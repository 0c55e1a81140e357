//! Animation core: validated timelines and the engine interpolating between
//! their snapshots.

#![deny(missing_docs)]

mod config;
mod engine;
mod error;
mod state;
mod timeline;
mod types;

pub use config::{
	DEFAULT_DISTANCE_LIMIT, DEFAULT_TICK_INTERVAL_MS, DEFAULT_TICKS, EngineConfig, LinkSwap,
	MAX_TICK_INTERVAL_MS,
};
pub use engine::{InterpolationEngine, TickOutcome, Transition};
pub use error::{EngineError, TimelineError};
pub use state::{AnimationState, LinkSegment, is_link_hidden};
pub use timeline::{NodeSet, Snapshot, Step, StepRecord, Timeline};
pub use types::{
	GraphNode, Link, LinkRecord, LinkSet, NodeFrame, NodeKey, NodePosition, StepIndex, interpolate,
};
//! Validated input data: the closed node set and one snapshot plus link set per
//! time step.

use std::collections::HashMap;

use log::info;
use serde::Deserialize;

use super::error::TimelineError;
use super::types::{
	GraphNode, Link, LinkRecord, LinkSet, NodeFrame, NodeKey, NodePosition, StepIndex,
};

/// Closed set of node ids, fixed when the timeline is built.
#[derive(Clone, Debug, Default)]
pub struct NodeSet {
	ids: Vec<String>,
	keys: HashMap<String, NodeKey>,
}

impl NodeSet {
	fn insert(&mut self, id: &str) -> Option<NodeKey> {
		if self.keys.contains_key(id) {
			return None;
		}
		let key = NodeKey(self.ids.len());
		self.ids.push(id.to_owned());
		self.keys.insert(id.to_owned(), key);
		Some(key)
	}

	/// Key of `id`, if it belongs to the set.
	pub fn key(&self, id: &str) -> Option<NodeKey> {
		self.keys.get(id).copied()
	}

	/// Id behind `key`.
	pub fn id(&self, key: NodeKey) -> &str {
		&self.ids[key.0]
	}

	/// Number of nodes.
	pub fn len(&self) -> usize {
		self.ids.len()
	}

	/// Whether the set has no nodes.
	pub fn is_empty(&self) -> bool {
		self.ids.is_empty()
	}

	/// Keys in declaration order.
	pub fn keys(&self) -> impl ExactSizeIterator<Item = NodeKey> + '_ {
		(0..self.ids.len()).map(NodeKey)
	}
}

/// Every node's position at one time step, indexed by [`NodeKey`].
#[derive(Clone, Debug, PartialEq)]
pub struct Snapshot {
	positions: Vec<NodePosition>,
}

impl Snapshot {
	/// Exact frame of `key` at this step.
	pub fn frame(&self, key: NodeKey) -> NodeFrame {
		self.positions[key.0].frame()
	}

	/// Positions in node order.
	pub fn positions(&self) -> &[NodePosition] {
		&self.positions
	}
}

/// One discrete time step.
#[derive(Clone, Debug)]
pub struct Step {
	/// Button caption, `"Step n"` unless the document names it.
	pub label: String,
	/// Where every node sits.
	pub snapshot: Snapshot,
	/// Relations shown at this step.
	pub links: LinkSet,
}

/// Unvalidated step, as it appears in the input document.
#[derive(Clone, Debug, Default, Deserialize)]
pub struct StepRecord {
	/// Optional caption.
	#[serde(default)]
	pub label: Option<String>,
	/// One entry per node, in any order.
	pub positions: Vec<NodePosition>,
	/// Directed relations at this step.
	#[serde(default)]
	pub links: Vec<LinkRecord>,
}

#[derive(Deserialize)]
struct TimelineDocument {
	nodes: Vec<GraphNode>,
	timeseries: Vec<StepRecord>,
}

/// Nodes plus their per-step snapshots and links.
#[derive(Clone, Debug)]
pub struct Timeline {
	nodes: Vec<GraphNode>,
	node_set: NodeSet,
	steps: Vec<Step>,
}

impl Timeline {
	/// Validates `records` against the closed node set built from `nodes`.
	pub fn new(nodes: Vec<GraphNode>, records: Vec<StepRecord>) -> Result<Self, TimelineError> {
		if records.is_empty() {
			return Err(TimelineError::NoSteps);
		}

		let mut node_set = NodeSet::default();
		for node in &nodes {
			node_set
				.insert(&node.id)
				.ok_or_else(|| TimelineError::DuplicateNode(node.id.clone()))?;
		}

		let steps = records
			.into_iter()
			.enumerate()
			.map(|(step, record)| resolve_step(&node_set, step, record))
			.collect::<Result<Vec<_>, _>>()?;

		info!(
			"Loaded timeline with {} nodes across {} steps",
			node_set.len(),
			steps.len()
		);
		Ok(Self {
			nodes,
			node_set,
			steps,
		})
	}

	/// Parses the `{ "nodes": [..], "timeseries": [..] }` document.
	pub fn from_json(json: &str) -> Result<Self, TimelineError> {
		let document: TimelineDocument = serde_json::from_str(json)?;
		Self::new(document.nodes, document.timeseries)
	}

	/// The closed set of node ids.
	pub fn node_set(&self) -> &NodeSet {
		&self.node_set
	}

	/// Metadata of `key`.
	pub fn node(&self, key: NodeKey) -> &GraphNode {
		&self.nodes[key.0]
	}

	/// Node metadata in node order.
	pub fn nodes(&self) -> &[GraphNode] {
		&self.nodes
	}

	/// All time steps in order.
	pub fn steps(&self) -> &[Step] {
		&self.steps
	}

	/// Step `index`, if it exists.
	pub fn step(&self, index: StepIndex) -> Option<&Step> {
		self.steps.get(index)
	}

	/// Number of time steps.
	pub fn len(&self) -> usize {
		self.steps.len()
	}

	/// Always false for a validated timeline.
	pub fn is_empty(&self) -> bool {
		self.steps.is_empty()
	}
}

fn resolve_step(
	node_set: &NodeSet,
	step: StepIndex,
	record: StepRecord,
) -> Result<Step, TimelineError> {
	let mut slots: Vec<Option<NodePosition>> = vec![None; node_set.len()];
	for position in record.positions {
		let key = node_set
			.key(&position.id)
			.ok_or_else(|| TimelineError::UnknownNode {
				step,
				id: position.id.clone(),
			})?;
		if !position.x.is_finite() || !position.y.is_finite() {
			return Err(TimelineError::NonFinitePosition {
				step,
				id: position.id,
			});
		}
		let slot = &mut slots[key.0];
		if slot.is_some() {
			return Err(TimelineError::DuplicatePosition {
				step,
				id: position.id,
			});
		}
		*slot = Some(position);
	}

	let positions = slots
		.into_iter()
		.zip(node_set.keys())
		.map(|(slot, key)| {
			slot.ok_or_else(|| TimelineError::MissingPosition {
				step,
				id: node_set.id(key).to_owned(),
			})
		})
		.collect::<Result<Vec<_>, _>>()?;

	let resolve = |id: &str| {
		node_set.key(id).ok_or_else(|| TimelineError::UnknownNode {
			step,
			id: id.to_owned(),
		})
	};
	let links = record
		.links
		.iter()
		.map(|link| -> Result<Link, TimelineError> {
			Ok(Link {
				source: resolve(&link.source)?,
				target: resolve(&link.target)?,
			})
		})
		.collect::<Result<LinkSet, _>>()?;

	Ok(Step {
		label: record.label.unwrap_or_else(|| format!("Step {}", step + 1)),
		snapshot: Snapshot { positions },
		links,
	})
}

#[cfg(test)]
mod tests {
	use super::*;

	fn nodes(ids: &[&str]) -> Vec<GraphNode> {
		ids.iter().map(|id| GraphNode::new(*id)).collect()
	}

	fn record(positions: &[(&str, f64, f64, u32)], links: &[(&str, &str)]) -> StepRecord {
		StepRecord {
			label: None,
			positions: positions
				.iter()
				.map(|&(id, x, y, d)| NodePosition::new(id, x, y, d))
				.collect(),
			links: links
				.iter()
				.map(|&(s, t)| LinkRecord::new(s, t))
				.collect(),
		}
	}

	#[test]
	fn positions_are_reordered_by_node_key() {
		let timeline = Timeline::new(
			nodes(&["a", "b"]),
			vec![record(&[("b", 2.0, 2.0, 1), ("a", 1.0, 1.0, 0)], &[("a", "b")])],
		)
		.unwrap();

		let set = timeline.node_set();
		let (a, b) = (set.key("a").unwrap(), set.key("b").unwrap());
		let step = timeline.step(0).unwrap();
		assert_eq!(step.label, "Step 1");
		assert_eq!(step.snapshot.frame(a).x, 1.0);
		assert_eq!(step.snapshot.frame(b).x, 2.0);
		assert_eq!(step.links, vec![Link { source: a, target: b }]);
		assert_eq!(set.id(b), "b");
	}

	#[test]
	fn rejects_unknown_and_missing_nodes() {
		let unknown_position = Timeline::new(
			nodes(&["a"]),
			vec![record(&[("a", 0.0, 0.0, 0), ("z", 0.0, 0.0, 0)], &[])],
		);
		assert!(matches!(
			unknown_position,
			Err(TimelineError::UnknownNode { step: 0, ref id }) if id == "z"
		));

		let unknown_link = Timeline::new(
			nodes(&["a"]),
			vec![
				record(&[("a", 0.0, 0.0, 0)], &[]),
				record(&[("a", 0.0, 0.0, 0)], &[("a", "q")]),
			],
		);
		assert!(matches!(
			unknown_link,
			Err(TimelineError::UnknownNode { step: 1, ref id }) if id == "q"
		));

		let missing = Timeline::new(nodes(&["a", "b"]), vec![record(&[("a", 0.0, 0.0, 0)], &[])]);
		assert!(matches!(
			missing,
			Err(TimelineError::MissingPosition { step: 0, ref id }) if id == "b"
		));
	}

	#[test]
	fn rejects_duplicates_and_bad_numbers() {
		assert!(matches!(
			Timeline::new(nodes(&["a", "a"]), vec![record(&[("a", 0.0, 0.0, 0)], &[])]),
			Err(TimelineError::DuplicateNode(_))
		));
		assert!(matches!(
			Timeline::new(
				nodes(&["a"]),
				vec![record(&[("a", 0.0, 0.0, 0), ("a", 1.0, 0.0, 0)], &[])]
			),
			Err(TimelineError::DuplicatePosition { .. })
		));
		assert!(matches!(
			Timeline::new(nodes(&["a"]), vec![record(&[("a", f64::NAN, 0.0, 0)], &[])]),
			Err(TimelineError::NonFinitePosition { .. })
		));
		assert!(matches!(
			Timeline::new(nodes(&["a"]), vec![]),
			Err(TimelineError::NoSteps)
		));
	}

	#[test]
	fn parses_document() {
		let json = r##"{
			"nodes": [{ "id": "France", "color": "#1f77b4" }, { "id": "Greece" }],
			"timeseries": [
				{
					"label": "1896",
					"positions": [
						{ "id": "France", "x": 1.5, "y": -2.0, "outdegree": 3 },
						{ "id": "Greece", "x": 0.0, "y": 0.0, "outdegree": 0 }
					],
					"links": [{ "source": "France", "target": "Greece" }]
				},
				{
					"positions": [
						{ "id": "France", "x": 0.0, "y": 0.0, "outdegree": 0 },
						{ "id": "Greece", "x": 5.0, "y": 5.0, "outdegree": 9 }
					]
				}
			]
		}"##;
		let timeline = Timeline::from_json(json).unwrap();
		assert_eq!(timeline.len(), 2);
		assert_eq!(timeline.steps()[0].label, "1896");
		assert_eq!(timeline.steps()[1].label, "Step 2");
		assert!(timeline.steps()[1].links.is_empty());
		assert_eq!(timeline.nodes()[0].color.as_deref(), Some("#1f77b4"));

		let greece = timeline.node_set().key("Greece").unwrap();
		assert_eq!(timeline.steps()[1].snapshot.frame(greece).scale, 2.0);
	}

	#[test]
	fn reports_malformed_json() {
		assert!(matches!(
			Timeline::from_json("{ \"nodes\": [] }"),
			Err(TimelineError::Json(_))
		));
	}
}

> [Assignment]: Gather all lines with the string "derive" from the data.

> [Result]:
#[derive(Clone, Debug, Default)]
#[derive(Clone, Debug, PartialEq)]
#[derive(Clone, Debug)]
#[derive(Clone, Debug, Default, Deserialize)]
#[derive(Deserialize)]
#[derive(Clone, Debug)]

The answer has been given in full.